Lumière sur le cœur doré d’Anne de Bretagne
Une des œuvres iconiques du musée, c’est le cœur d’Anne de Bretagne. Un très beau travail en lumière douce et contrastée a été réalisé pour son écrin. Le cœur étant suspendu dans le vide, le contraste est créé par une superposition de couleurs de lumière qui se chevauchent de façon irrégulière.

Tiphaine Treins raconte les détails techniques : « L’espace d’exposition utilise trois températures de couleur de 3 000 K à 4 000 K placées dans la vitrine pour éviter toute interruption visuelle. Des miniprojecteurs sont intégrés en retrait dans la structure de la vitrine. L’intérieur de ces réservations est peint en noir pour limiter la réflexion. Cela permet une mise en valeur du cœur sans aucun parasitage technique. »

Pour intégrer l’éclairage dans les grandes vitrines du musée fabriquées par Bruns, des efforts considérables ont été réalisés. Les micros profilés avec des optiques sont logés à l’intérieur des vitrines. Pour Tiphaine Treins « malgré la difficulté technique que cela représente en termes d’intégration et de design d’appareils d’éclairage, ce dispositif permet une lumière douce et “dynamique” idéale pour mettre en valeur la beauté des objets présentés dans les collections ». Même si la filière de ces rampes d’éclairage minuscules de Formalighting a été lancée juste avant de valider le prototype, des ajustements nécessaires ont été apportés ensuite.

Voûtes lumineuses du sous-sol en éclairage indirect
L’aménagement du sous-sol a dû s’accommoder d’une faible hauteur des voûtes et de l’absence de lumière naturelle. Pour Tiphaine Treins : « L’élément crucial a été de trouver une solution d’éclairage rasant sur les voûtes. Cette lumière devait être efficace pour révéler l’espace tout en minimisant la présence d’équipements techniques apparents. »

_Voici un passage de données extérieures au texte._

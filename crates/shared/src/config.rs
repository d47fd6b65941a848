//! Application configuration management.

use chrono_tz::Tz;
use rust_decimal::Decimal;
use serde::Deserialize;

use crate::error::AppError;
use crate::types::Currency;

/// Application configuration.
#[derive(Debug, Clone, Default, Deserialize)]
pub struct AppConfig {
    /// Server configuration.
    #[serde(default)]
    pub server: ServerConfig,
    /// Cash register configuration.
    #[serde(default)]
    pub cash: CashConfig,
    /// Provider fallback cache configuration.
    #[serde(default)]
    pub cache: CacheConfig,
}

/// Server configuration.
#[derive(Debug, Clone, Deserialize)]
pub struct ServerConfig {
    /// Host to bind to.
    #[serde(default = "default_host")]
    pub host: String,
    /// Port to listen on.
    #[serde(default = "default_port")]
    pub port: u16,
}

impl Default for ServerConfig {
    fn default() -> Self {
        Self {
            host: default_host(),
            port: default_port(),
        }
    }
}

fn default_host() -> String {
    "0.0.0.0".to_string()
}

fn default_port() -> u16 {
    4000
}

/// Cash register configuration.
#[derive(Debug, Clone, Deserialize)]
pub struct CashConfig {
    /// Display currency for every monetary value.
    #[serde(default)]
    pub currency: Currency,
    /// IANA time zone the business day is counted in.
    #[serde(default = "default_timezone")]
    pub timezone: String,
    /// Opening balance used until an operator sets one for the day.
    #[serde(default)]
    pub opening_balance: Decimal,
}

impl Default for CashConfig {
    fn default() -> Self {
        Self {
            currency: Currency::default(),
            timezone: default_timezone(),
            opening_balance: Decimal::ZERO,
        }
    }
}

fn default_timezone() -> String {
    "Asia/Karachi".to_string()
}

impl CashConfig {
    /// Parses the configured time zone.
    pub fn timezone(&self) -> Result<Tz, AppError> {
        self.timezone
            .parse::<Tz>()
            .map_err(|e| AppError::Configuration(format!("invalid timezone '{}': {e}", self.timezone)))
    }
}

/// Provider fallback cache configuration.
#[derive(Debug, Clone, Deserialize)]
pub struct CacheConfig {
    /// Maximum number of cached provider answers.
    #[serde(default = "default_cache_capacity")]
    pub capacity: u64,
    /// Time-to-live of a cached answer in seconds.
    #[serde(default = "default_cache_ttl")]
    pub ttl_secs: u64,
}

impl Default for CacheConfig {
    fn default() -> Self {
        Self {
            capacity: default_cache_capacity(),
            ttl_secs: default_cache_ttl(),
        }
    }
}

fn default_cache_capacity() -> u64 {
    256
}

fn default_cache_ttl() -> u64 {
    900 // 15 minutes
}

impl AppConfig {
    /// Loads configuration from environment and config files.
    ///
    /// # Errors
    ///
    /// Returns an error if configuration cannot be loaded.
    pub fn load() -> Result<Self, config::ConfigError> {
        let run_mode = std::env::var("RUN_MODE").unwrap_or_else(|_| "development".to_string());

        let config = config::Config::builder()
            .add_source(config::File::with_name("config/default").required(false))
            .add_source(config::File::with_name(&format!("config/{run_mode}")).required(false))
            .add_source(config::Environment::with_prefix("CASHDESK").separator("__"))
            .build()?;

        config.try_deserialize()
    }
}
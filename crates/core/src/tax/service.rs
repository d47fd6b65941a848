//! Tax period aggregation.

use std::cmp::Ordering;

use rust_decimal::{Decimal, RoundingStrategy};

use super::error::TaxError;
use super::types::{
    LabelledTaxPeriod, PercentChange, TaxBreakdown, TaxBreakdownRow, TaxComparison, TaxPeriod,
    TaxPeriodSummary, Trend,
};

/// Rounds a percentage to one decimal place, halves away from zero.
pub(crate) fn round_percent(value: Decimal) -> Decimal {
    value.round_dp_with_strategy(1, RoundingStrategy::MidpointAwayFromZero)
}

/// `(current - previous) / previous * 100`, rounded to one decimal place.
///
/// The direction comes from the sign of the unrounded delta, so a change that
/// rounds to `0.0` still reads as up or down. A zero `previous` has no
/// defined percentage and yields [`PercentChange::NotApplicable`], as does a
/// change too large to represent.
#[must_use]
pub fn percentage_change(current: Decimal, previous: Decimal) -> PercentChange {
    let Some(delta) = current.checked_sub(previous) else {
        return PercentChange::NotApplicable;
    };
    let Some(percent) = delta
        .checked_div(previous)
        .and_then(|ratio| ratio.checked_mul(Decimal::ONE_HUNDRED))
    else {
        return PercentChange::NotApplicable;
    };

    let direction = match delta.cmp(&Decimal::ZERO) {
        Ordering::Greater => Trend::Up,
        Ordering::Less => Trend::Down,
        Ordering::Equal => Trend::Flat,
    };

    PercentChange::Change {
        percent: round_percent(percent),
        direction,
    }
}

/// Tax service for business logic.
pub struct TaxService;

impl TaxService {
    /// Summarizes a single period.
    ///
    /// # Errors
    ///
    /// Returns `TaxError::NegativeFigure` if any input figure is negative.
    pub fn summarize(period: TaxPeriod) -> Result<TaxPeriodSummary, TaxError> {
        period.validate()?;
        Ok(TaxPeriodSummary::from_period(period))
    }

    /// Compares `current` against `previous`, figure by figure.
    ///
    /// A missing previous period makes every change not applicable.
    #[must_use]
    pub fn compare_to_previous(
        current: &TaxPeriodSummary,
        previous: Option<&TaxPeriodSummary>,
    ) -> TaxComparison {
        let Some(previous) = previous else {
            return TaxComparison::not_applicable();
        };

        TaxComparison {
            taxable_change: percentage_change(current.taxable(), previous.taxable()),
            collected_change: percentage_change(current.collected(), previous.collected()),
            reversed_change: percentage_change(current.reversed(), previous.reversed()),
        }
    }

    /// Summarizes several labelled periods into rows plus a total.
    ///
    /// # Errors
    ///
    /// Returns `TaxError::NegativeFigure` for the first invalid period and
    /// `TaxError::Overflow` when the total does not fit; no partial breakdown
    /// is returned.
    pub fn breakdown(periods: &[LabelledTaxPeriod]) -> Result<TaxBreakdown, TaxError> {
        let mut rows = Vec::with_capacity(periods.len());
        for labelled in periods {
            let summary = Self::summarize(labelled.period)?;
            rows.push(TaxBreakdownRow {
                label: labelled.label.clone(),
                taxable: summary.taxable(),
                collected: summary.collected(),
                reversed: summary.reversed(),
                net_tax: summary.payable(),
            });
        }

        let total = TaxPeriod::total(periods.iter().map(|p| p.period))?;
        Ok(TaxBreakdown {
            rows,
            total: TaxPeriodSummary::from_period(total),
        })
    }
}
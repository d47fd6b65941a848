//! Dashboard snapshot.
//!
//! The dashboard shows the day's cash position, today's sales and the month's
//! tax position. Every figure comes from the cash and tax modules.

pub mod types;

pub use types::{DashboardError, DashboardSnapshot};
//! Application-wide error types.

use thiserror::Error;

/// Result type alias using `AppError`.
pub type AppResult<T> = Result<T, AppError>;

/// Application error types.
///
/// Module errors in `cashdesk-core` are folded into one of these variants at
/// the HTTP boundary; the code carried by the module error is kept so
/// clients can still tell `MALFORMED_RECORD` from other rule violations.
#[derive(Debug, Error)]
pub enum AppError {
    /// Request input could not be parsed or is out of range.
    #[error("Validation error: {0}")]
    Validation(String),

    /// Data violates a financial invariant.
    #[error("Business rule violation: {code}: {message}")]
    BusinessRule {
        /// Machine-readable code of the originating module error.
        code: &'static str,
        /// Human-readable description.
        message: String,
    },

    /// Requested operation or identifier is not supported.
    #[error("Unsupported: {0}")]
    Unsupported(String),

    /// The data provider could not be reached and no fallback was available.
    #[error("Data provider unavailable: {0}")]
    ProviderUnavailable(String),

    /// Configuration could not be loaded.
    #[error("Configuration error: {0}")]
    Configuration(String),
}

impl AppError {
    /// Returns the HTTP status code for this error.
    #[must_use]
    pub const fn status_code(&self) -> u16 {
        match self {
            Self::Validation(_) | Self::Unsupported(_) => 400,
            Self::BusinessRule { .. } => 422,
            Self::ProviderUnavailable(_) => 503,
            Self::Configuration(_) => 500,
        }
    }

    /// Returns the error code for API responses.
    #[must_use]
    pub const fn error_code(&self) -> &'static str {
        match self {
            Self::Validation(_) => "VALIDATION_ERROR",
            Self::BusinessRule { code, .. } => *code,
            Self::Unsupported(_) => "UNSUPPORTED",
            Self::ProviderUnavailable(_) => "PROVIDER_UNAVAILABLE",
            Self::Configuration(_) => "CONFIGURATION_ERROR",
        }
    }
}

#[cfg(test)]
mod tests {
    use super::*;

    fn rule(code: &'static str) -> AppError {
        AppError::BusinessRule {
            code,
            message: "msg".into(),
        }
    }

    #[test]
    fn test_error_status_codes() {
        assert_eq!(AppError::Validation(String::new()).status_code(), 400);
        assert_eq!(rule("MALFORMED_RECORD").status_code(), 422);
        assert_eq!(AppError::Unsupported(String::new()).status_code(), 400);
        assert_eq!(
            AppError::ProviderUnavailable(String::new()).status_code(),
            503
        );
        assert_eq!(AppError::Configuration(String::new()).status_code(), 500);
    }

    #[test]
    fn test_error_codes() {
        assert_eq!(
            AppError::Validation(String::new()).error_code(),
            "VALIDATION_ERROR"
        );
        assert_eq!(rule("MALFORMED_RECORD").error_code(), "MALFORMED_RECORD");
        assert_eq!(
            AppError::Unsupported(String::new()).error_code(),
            "UNSUPPORTED"
        );
        assert_eq!(
            AppError::ProviderUnavailable(String::new()).error_code(),
            "PROVIDER_UNAVAILABLE"
        );
        assert_eq!(
            AppError::Configuration(String::new()).error_code(),
            "CONFIGURATION_ERROR"
        );
    }

    #[test]
    fn test_error_display() {
        assert_eq!(
            AppError::Validation("msg".into()).to_string(),
            "Validation error: msg"
        );
        assert_eq!(
            rule("MALFORMED_RECORD").to_string(),
            "Business rule violation: MALFORMED_RECORD: msg"
        );
        assert_eq!(
            AppError::ProviderUnavailable("msg".into()).to_string(),
            "Data provider unavailable: msg"
        );
        assert_eq!(
            AppError::Configuration("msg".into()).to_string(),
            "Configuration error: msg"
        );
    }
}
//! String interning.
//!
//! The grammar refers to symbols by name (`"expr"`, `"';'"`, `"TYPE"`),
//! but the parse tables are dense arrays indexed by small integers. The
//! [`Interner`] assigns each distinct name a dense typed id in first-come
//! order, so a caller that interns all terminals before any nonterminal
//! gets the terminal block at the low ids.

use rustc_hash::FxHashMap;

use crate::Idx;

/// Maps strings to dense typed ids and back.
///
/// Ids are handed out in interning order starting from zero. Interning
/// the same string again returns the existing id.
///
/// # Example
///
/// ```
/// use subcc_util::{define_idx, Interner};
///
/// define_idx!(SymbolId);
///
/// let mut interner: Interner<SymbolId> = Interner::new();
/// let a = interner.intern("expr");
/// let b = interner.intern("expr");
/// assert_eq!(a, b);
/// assert_eq!(interner.resolve(a), "expr");
/// ```
#[derive(Clone, Debug, Default)]
pub struct Interner<I> {
    names: Vec<String>,
    ids: FxHashMap<String, I>,
}

impl<I: Idx> Interner<I> {
    /// Creates an empty interner.
    pub fn new() -> Self {
        Self {
            names: Vec::new(),
            ids: FxHashMap::default(),
        }
    }

    /// Interns `name`, returning its id.
    pub fn intern(&mut self, name: &str) -> I {
        if let Some(&id) = self.ids.get(name) {
            return id;
        }
        let id = I::from_usize(self.names.len());
        self.names.push(name.to_owned());
        self.ids.insert(name.to_owned(), id);
        id
    }

    /// Looks up a previously interned name.
    pub fn get(&self, name: &str) -> Option<I> {
        self.ids.get(name).copied()
    }

    /// Returns the name for `id`.
    ///
    /// # Panics
    ///
    /// Panics if `id` was not produced by this interner.
    pub fn resolve(&self, id: I) -> &str {
        &self.names[id.index()]
    }

    /// Returns the number of distinct interned names.
    pub fn len(&self) -> usize {
        self.names.len()
    }

    /// Returns true if nothing has been interned.
    pub fn is_empty(&self) -> bool {
        self.names.is_empty()
    }

    /// Iterates over `(id, name)` pairs in id order.
    pub fn iter(&self) -> impl Iterator<Item = (I, &str)> + '_ {
        self.names
            .iter()
            .enumerate()
            .map(|(i, n)| (I::from_usize(i), n.as_str()))
    }
}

Avec le fournisseur de matériel d’éclairage Vivalyte, la conceptrice lumière a affiné les détails de mise en œuvre, comme l’esthétique. De nombreux tests sur place ont permis de trouver, pour chaque voûte, la position idéale du faisceau lumineux avec l’équipe de l’installateur d’Eiffage. Ainsi, la réflexion de la lumière est homogène sur l’ensemble de la surface courbe.

Espace extérieur du musée Dobrée

En extérieur, l’Atelier Moabi paysagiste est intervenu. L’utilisation de bornes basses de petite taille et l’éclairage des contremarches dynamisent l’espace sans compromettre le sentiment de sécurité la nuit. Pour améliorer l’éclairage architectural du bâtiment, un projet de façade sobre a été envisagé.

Dans les jardins, l’approche est plus poétique. « Elle se déploie en touches de lumière où l’ombre et la réflexion sont plus importantes que la lumière, décrit Tiphaine Treins, la promenade devient une invitation à un temps méditatif. »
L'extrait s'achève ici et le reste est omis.